01:10You know, we were just talking with Jake Silverman from BI about the fact that this company, as
01:15with many other chip makers, is supply constrained. They could sell anything else that they make.
01:20What are they going to do to boost supply? Will we hear something about that on the call? And by
01:26the way, are any high bandwidth memory makers putting fabs in the US?
01:31Well, what will they do? What are they doing? Micron is already trying to expand
01:37its capacity in the United States on the East Coast where you guys are, right? That is happening.
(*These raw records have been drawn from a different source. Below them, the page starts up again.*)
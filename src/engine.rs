use crate::clock::{Clock, SystemClock};
use crate::model::{clamp_stat, PetState, Rules, Span, STORAGE_KEY};
use crate::storage::KvStore;
use chrono::{DateTime, Duration as ChronoDuration, Utc};
use tracing::{debug, info, warn};

pub const FEED_MESSAGE: &str = "+20 Fuel!";
pub const PET_MESSAGE: &str = "+15 Vibe!";
pub const SLEEP_MESSAGE: &str = "Sweet dreams...";
pub const WAKE_MESSAGE: &str = "Waking up!";
pub const ASLEEP_MESSAGE: &str = "Shh... it's sleeping";

#[derive(Clone, Copy, Debug, PartialEq, Eq)]
pub enum ActionOutcome {
    Applied(&'static str),
    /// Refused because the pet is asleep; state untouched.
    Asleep,
}

impl ActionOutcome {
    pub fn message(self) -> &'static str {
        match self {
            ActionOutcome::Applied(m) => m,
            ActionOutcome::Asleep => ASLEEP_MESSAGE,
        }
    }

    pub fn applied(self) -> bool {
        matches!(self, ActionOutcome::Applied(_))
    }
}

/// Owns the pet record and is its only mutator. Every mutation re-evaluates
/// progression and overwrites the stored record before returning.
pub struct PetEngine<S, C = SystemClock> {
    store: S,
    clock: C,
    rules: Rules,
    state: PetState,
}

impl<S: KvStore, C: Clock> PetEngine<S, C> {
    pub fn new(store: S, clock: C) -> Self {
        Self::with_rules(store, clock, Rules::default())
    }

    pub fn with_rules(store: S, clock: C, rules: Rules) -> Self {
        let state = PetState::new_default(clock.now());
        Self {
            store,
            clock,
            rules,
            state,
        }
    }

    /// Loads the stored pet (or defaults), applies decay for the time spent
    /// away and writes the result back.
    pub fn initialize(&mut self) -> &PetState {
        let now = self.clock.now();
        self.state = match self.load_record() {
            Some(saved) => self.catch_up(saved, now),
            None => {
                info!("no saved pet, starting fresh");
                PetState::new_default(now)
            }
        };
        self.commit(now);
        &self.state
    }

    pub fn state(&self) -> &PetState {
        &self.state
    }

    pub fn store(&self) -> &S {
        &self.store
    }

    pub fn is_fainted(&self) -> bool {
        self.state.is_fainted()
    }

    /// Feed and pet are only accepted while awake.
    pub fn can_interact(&self) -> bool {
        !self.state.is_sleeping
    }

    pub fn tick(&mut self) -> &PetState {
        let drift = self
            .rules
            .decay
            .drift(self.state.is_sleeping, Span::Ticks(1));
        self.state.apply_drift(drift);
        debug!(
            vibe = self.state.vibe,
            fuel = self.state.fuel,
            battery = self.state.battery,
            sleeping = self.state.is_sleeping,
            "tick"
        );
        self.commit(self.clock.now());
        &self.state
    }

    pub fn feed(&mut self) -> ActionOutcome {
        if self.state.is_sleeping {
            debug!("feed refused while asleep");
            return ActionOutcome::Asleep;
        }
        self.state.fuel = clamp_stat(self.state.fuel + self.rules.feed_amount);
        self.commit(self.clock.now());
        ActionOutcome::Applied(FEED_MESSAGE)
    }

    pub fn pet(&mut self) -> ActionOutcome {
        if self.state.is_sleeping {
            debug!("pet refused while asleep");
            return ActionOutcome::Asleep;
        }
        self.state.vibe = clamp_stat(self.state.vibe + self.rules.pet_amount);
        self.commit(self.clock.now());
        ActionOutcome::Applied(PET_MESSAGE)
    }

    pub fn toggle_sleep(&mut self) -> &'static str {
        self.state.is_sleeping = !self.state.is_sleeping;
        info!(sleeping = self.state.is_sleeping, "sleep toggled");
        self.commit(self.clock.now());
        if self.state.is_sleeping {
            SLEEP_MESSAGE
        } else {
            WAKE_MESSAGE
        }
    }

    /// Re-checks the high-stats streak against the current time. Returns the
    /// new level when this call levelled the pet up. Calling it twice at the
    /// same instant changes nothing the second time.
    pub fn evaluate_progression(&mut self) -> Option<u8> {
        let now = self.clock.now();
        let before = (self.state.level, self.state.high_stats_start_time);
        let levelled = self.progress(now);
        if before != (self.state.level, self.state.high_stats_start_time) {
            self.persist(now);
        }
        levelled
    }

    fn progress(&mut self, now: DateTime<Utc>) -> Option<u8> {
        let all_high = self.state.all_at_least(self.rules.high_threshold);
        match (all_high, self.state.high_stats_start_time) {
            (true, None) => self.state.high_stats_start_time = Some(now),
            (false, Some(_)) => self.state.high_stats_start_time = None,
            _ => {}
        }

        let start = self.state.high_stats_start_time?;
        if now - start < self.rules.streak_duration || self.state.level >= self.rules.level_cap {
            return None;
        }

        self.state.level += 1;
        // Stats are still all high here, so the next streak starts now.
        self.state.high_stats_start_time = Some(now);
        info!(level = self.state.level, "level up");
        Some(self.state.level)
    }

    fn commit(&mut self, now: DateTime<Utc>) {
        self.progress(now);
        self.persist(now);
    }

    fn persist(&mut self, now: DateTime<Utc>) {
        self.state.last_update = self.state.last_update.max(now);
        let data = match serde_json::to_string(&self.state) {
            Ok(d) => d,
            Err(e) => {
                warn!(error = %e, "failed to encode pet stats");
                return;
            }
        };
        if let Err(e) = self.store.set(STORAGE_KEY, &data) {
            warn!(error = %e, "failed to save pet stats");
        }
    }

    fn load_record(&self) -> Option<PetState> {
        let raw = match self.store.get(STORAGE_KEY) {
            Ok(Some(raw)) => raw,
            Ok(None) => return None,
            Err(e) => {
                warn!(error = %e, "failed to load pet stats, using defaults");
                return None;
            }
        };
        match serde_json::from_str::<PetState>(&raw) {
            Ok(st) => Some(st),
            Err(e) => {
                warn!(error = %e, "saved pet stats are unreadable, using defaults");
                None
            }
        }
    }

    fn catch_up(&self, mut saved: PetState, now: DateTime<Utc>) -> PetState {
        saved.clamp_all();
        let cap = self.rules.level_cap.max(1);
        if !(1..=cap).contains(&saved.level) {
            warn!(level = saved.level, "saved level out of range");
            saved.level = saved.level.clamp(1, cap);
        }
        if saved.high_stats_start_time.is_some_and(|t| t > now) {
            saved.high_stats_start_time = None;
        }

        let elapsed =
            (now - saved.last_update).clamp(ChronoDuration::zero(), self.rules.catchup_max);
        let hours = elapsed.num_milliseconds() as f64 / 3_600_000.0;
        let drift = self.rules.decay.drift(saved.is_sleeping, Span::Hours(hours));
        saved.apply_drift(drift);
        debug!(hours, sleeping = saved.is_sleeping, "applied offline decay");

        saved.last_update = saved.last_update.max(now);
        saved
    }
}
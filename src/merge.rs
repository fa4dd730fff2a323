//! Trait merging for meta-personas
//!
//! Unlike similarity, where a missing trait counts as 0, a source that does
//! not define a trait is left out of that trait's aggregate entirely.

use clap::ValueEnum;
use eyre::Result;
use indexmap::IndexSet;
use serde::{Deserialize, Serialize};
use std::collections::HashMap;

use crate::persona::{Persona, TraitVector};

/// How values from several sources combine into one
#[derive(Debug, Clone, Copy, PartialEq, Eq, Hash, Serialize, Deserialize, ValueEnum)]
#[serde(rename_all = "lowercase")]
pub enum MergeStrategy {
    /// Arithmetic mean
    Average,
    /// Largest value
    Maximize,
    /// Smallest value
    Minimize,
    /// Weighted mean (unlisted sources weigh 1)
    Weighted,
}

impl std::fmt::Display for MergeStrategy {
    fn fmt(&self, f: &mut std::fmt::Formatter<'_>) -> std::fmt::Result {
        write!(f, "{}", format!("{:?}", self).to_lowercase())
    }
}

impl std::str::FromStr for MergeStrategy {
    type Err = String;

    fn from_str(s: &str) -> Result<Self, Self::Err> {
        match s.to_lowercase().as_str() {
            "average" => Ok(MergeStrategy::Average),
            "maximize" => Ok(MergeStrategy::Maximize),
            "minimize" => Ok(MergeStrategy::Minimize),
            "weighted" => Ok(MergeStrategy::Weighted),
            _ => Err(format!("Unknown merge strategy: {}", s)),
        }
    }
}

/// Merge the traits of `sources` into one vector.
///
/// Every output value is rounded to two decimals. `weights` is only read by
/// `Weighted`; without it, `Weighted` behaves like `Average`.
pub fn merge_traits(
    sources: &[Persona],
    strategy: MergeStrategy,
    weights: Option<&HashMap<String, f64>>,
) -> Result<TraitVector> {
    let mut merged = TraitVector::new();
    if sources.is_empty() {
        return Ok(merged);
    }

    if let Some((slug, weight)) = weights
        .into_iter()
        .flatten()
        .find(|(_, w)| !w.is_finite() || **w < 0.0)
    {
        eyre::bail!("Invalid weight for '{}': {} (weights must be non-negative)", slug, weight);
    }

    let vectors = sources
        .iter()
        .map(|p| p.trait_vector().map(|v| (p.slug.as_str(), v)))
        .collect::<Result<Vec<_>>>()?;

    let keys: IndexSet<&String> = vectors.iter().flat_map(|(_, v)| v.keys()).collect();

    for key in keys {
        let contributions: Vec<(f64, f64)> = vectors
            .iter()
            .filter_map(|(slug, v)| {
                let weight = weights.and_then(|w| w.get(*slug)).copied().unwrap_or(1.0);
                v.get(key).map(|value| (*value, weight))
            })
            .collect();

        if let Some(value) = aggregate(&contributions, strategy, weights.is_some()) {
            merged.insert(key.clone(), round2(value));
        }
    }

    log::debug!(
        "Merged {} sources with {} strategy into {} traits",
        sources.len(),
        strategy,
        merged.len()
    );
    Ok(merged)
}

fn aggregate(contributions: &[(f64, f64)], strategy: MergeStrategy, weighted: bool) -> Option<f64> {
    if contributions.is_empty() {
        return None;
    }
    let values = contributions.iter().map(|(v, _)| *v);

    match strategy {
        MergeStrategy::Average => Some(mean(contributions)),
        MergeStrategy::Maximize => values.reduce(f64::max),
        MergeStrategy::Minimize => values.reduce(f64::min),
        MergeStrategy::Weighted if !weighted => Some(mean(contributions)),
        MergeStrategy::Weighted => {
            let total: f64 = contributions.iter().map(|(_, w)| w).sum();
            if total == 0.0 {
                return None;
            }
            Some(contributions.iter().map(|(v, w)| v * w).sum::<f64>() / total)
        }
    }
}

fn mean(contributions: &[(f64, f64)]) -> f64 {
    contributions.iter().map(|(v, _)| v).sum::<f64>() / contributions.len() as f64
}

fn round2(value: f64) -> f64 {
    (value * 100.0).round() / 100.0
}

#[cfg(test)]
mod tests {
    use super::*;
    use crate::persona::Traits;

    fn scored(slug: &str, pairs: &[(&str, f64)]) -> Persona {
        let vector: TraitVector = pairs.iter().map(|(k, v)| (k.to_string(), *v)).collect();
        Persona::new(slug, slug, Traits::Scores(vector))
    }

    fn weights(pairs: &[(&str, f64)]) -> HashMap<String, f64> {
        pairs.iter().map(|(k, v)| (k.to_string(), *v)).collect()
    }

    #[test]
    fn test_empty_sources_yield_empty() {
        assert!(merge_traits(&[], MergeStrategy::Average, None).unwrap().is_empty());
    }

    #[test]
    fn test_average_excludes_missing_from_denominator() {
        let sources = vec![scored("a", &[("x", 1.0)]), scored("b", &[("x", 0.0), ("y", 1.0)])];
        let merged = merge_traits(&sources, MergeStrategy::Average, None).unwrap();

        assert_eq!(merged.len(), 2);
        assert_eq!(merged["x"], 0.5);
        assert_eq!(merged["y"], 1.0);
    }

    #[test]
    fn test_average_single_source_is_rounded_identity() {
        let source = scored("a", &[("curiosity", 0.756), ("empathy", 0.2), ("humor", 0.333)]);
        let merged = merge_traits(std::slice::from_ref(&source), MergeStrategy::Average, None).unwrap();

        assert_eq!(merged["curiosity"], 0.76);
        assert_eq!(merged["empathy"], 0.2);
        assert_eq!(merged["humor"], 0.33);
        let names: Vec<&str> = merged.keys().map(|k| k.as_str()).collect();
        assert_eq!(names, vec!["curiosity", "empathy", "humor"]);
    }

    #[test]
    fn test_maximize_dominates_each_source() {
        let a = scored("a", &[("x", 0.3), ("y", 0.9), ("z", 0.1)]);
        let b = scored("b", &[("x", 0.7), ("y", 0.2)]);
        let merged = merge_traits(&[a.clone(), b.clone()], MergeStrategy::Maximize, None).unwrap();

        for source in [a, b] {
            for (name, value) in source.trait_vector().unwrap() {
                assert!(merged[&name] >= value);
            }
        }
        assert_eq!(merged["z"], 0.1);
    }

    #[test]
    fn test_minimize() {
        let sources = vec![scored("a", &[("x", 0.3), ("y", 0.9)]), scored("b", &[("x", 0.7)])];
        let merged = merge_traits(&sources, MergeStrategy::Minimize, None).unwrap();

        assert_eq!(merged["x"], 0.3);
        assert_eq!(merged["y"], 0.9);
    }

    #[test]
    fn test_weighted_all_ones_equals_average() {
        let sources = vec![
            scored("a", &[("x", 0.15), ("y", 0.8)]),
            scored("b", &[("x", 0.4), ("z", 0.35)]),
            scored("c", &[("x", 0.92), ("y", 0.05)]),
        ];
        let ones = weights(&[("a", 1.0), ("b", 1.0), ("c", 1.0)]);

        assert_eq!(
            merge_traits(&sources, MergeStrategy::Weighted, Some(&ones)).unwrap(),
            merge_traits(&sources, MergeStrategy::Average, None).unwrap()
        );
    }

    #[test]
    fn test_weighted_mean() {
        let sources = vec![scored("a", &[("x", 1.0)]), scored("b", &[("x", 0.0)])];
        let w = weights(&[("a", 3.0)]);
        let merged = merge_traits(&sources, MergeStrategy::Weighted, Some(&w)).unwrap();

        // b is unlisted and weighs 1
        assert_eq!(merged["x"], 0.75);
    }

    #[test]
    fn test_weighted_without_weights_falls_back_to_average() {
        let sources = vec![scored("a", &[("x", 1.0)]), scored("b", &[("x", 0.5)])];
        let merged = merge_traits(&sources, MergeStrategy::Weighted, None).unwrap();
        assert_eq!(merged["x"], 0.75);
    }

    #[test]
    fn test_weighted_zero_total_omits_trait() {
        let sources = vec![scored("a", &[("x", 1.0), ("y", 0.4)]), scored("b", &[("y", 0.6)])];
        let w = weights(&[("a", 0.0)]);
        let merged = merge_traits(&sources, MergeStrategy::Weighted, Some(&w)).unwrap();

        assert!(!merged.contains_key("x"));
        assert_eq!(merged["y"], 0.6);
    }

    #[test]
    fn test_negative_weight_rejected() {
        let sources = vec![scored("a", &[("x", 1.0)])];
        let w = weights(&[("a", -1.0)]);
        assert!(merge_traits(&sources, MergeStrategy::Weighted, Some(&w)).is_err());
    }

    #[test]
    fn test_tag_sources_merge() {
        let a = Persona::new("a", "A", Traits::Tags(vec!["bold".to_string()]));
        let b = scored("b", &[("bold", 0.5), ("calm", 0.2)]);
        let merged = merge_traits(&[a, b], MergeStrategy::Average, None).unwrap();

        assert_eq!(merged["bold"], 0.75);
        assert_eq!(merged["calm"], 0.2);
    }

    #[test]
    fn test_strategy_parse_and_display() {
        assert_eq!("Weighted".parse::<MergeStrategy>().unwrap(), MergeStrategy::Weighted);
        assert!("median".parse::<MergeStrategy>().is_err());
        assert_eq!(MergeStrategy::Maximize.to_string(), "maximize");
    }
}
01:41What's so interesting about Bloomberg Intelligence and Jake Silverman is that historically memory,
01:47whether it's just simply DRAM or high bandwidth memory, which is DRAM stacked on top of each other,
01:52has been highly cyclical. And the debate in industry is whether this run-up in demand for
01:59high bandwidth memory is infinite, or if it will have boom-bust cycles as memory has traditionally
02:03done. And Jake Silverman is in the camp without speaking on his behalf where this will still be
02:08cyclical in nature. So the concern for the memory makers themselves is what if they overbuild capacity,
02:14and then the demand goes away and they're left with all of these facilities that aren't running.
02:18The economics of memory making are similar to chip making. You need very high yield and full
02:24utilization of the fab to make the numbers go in your favor.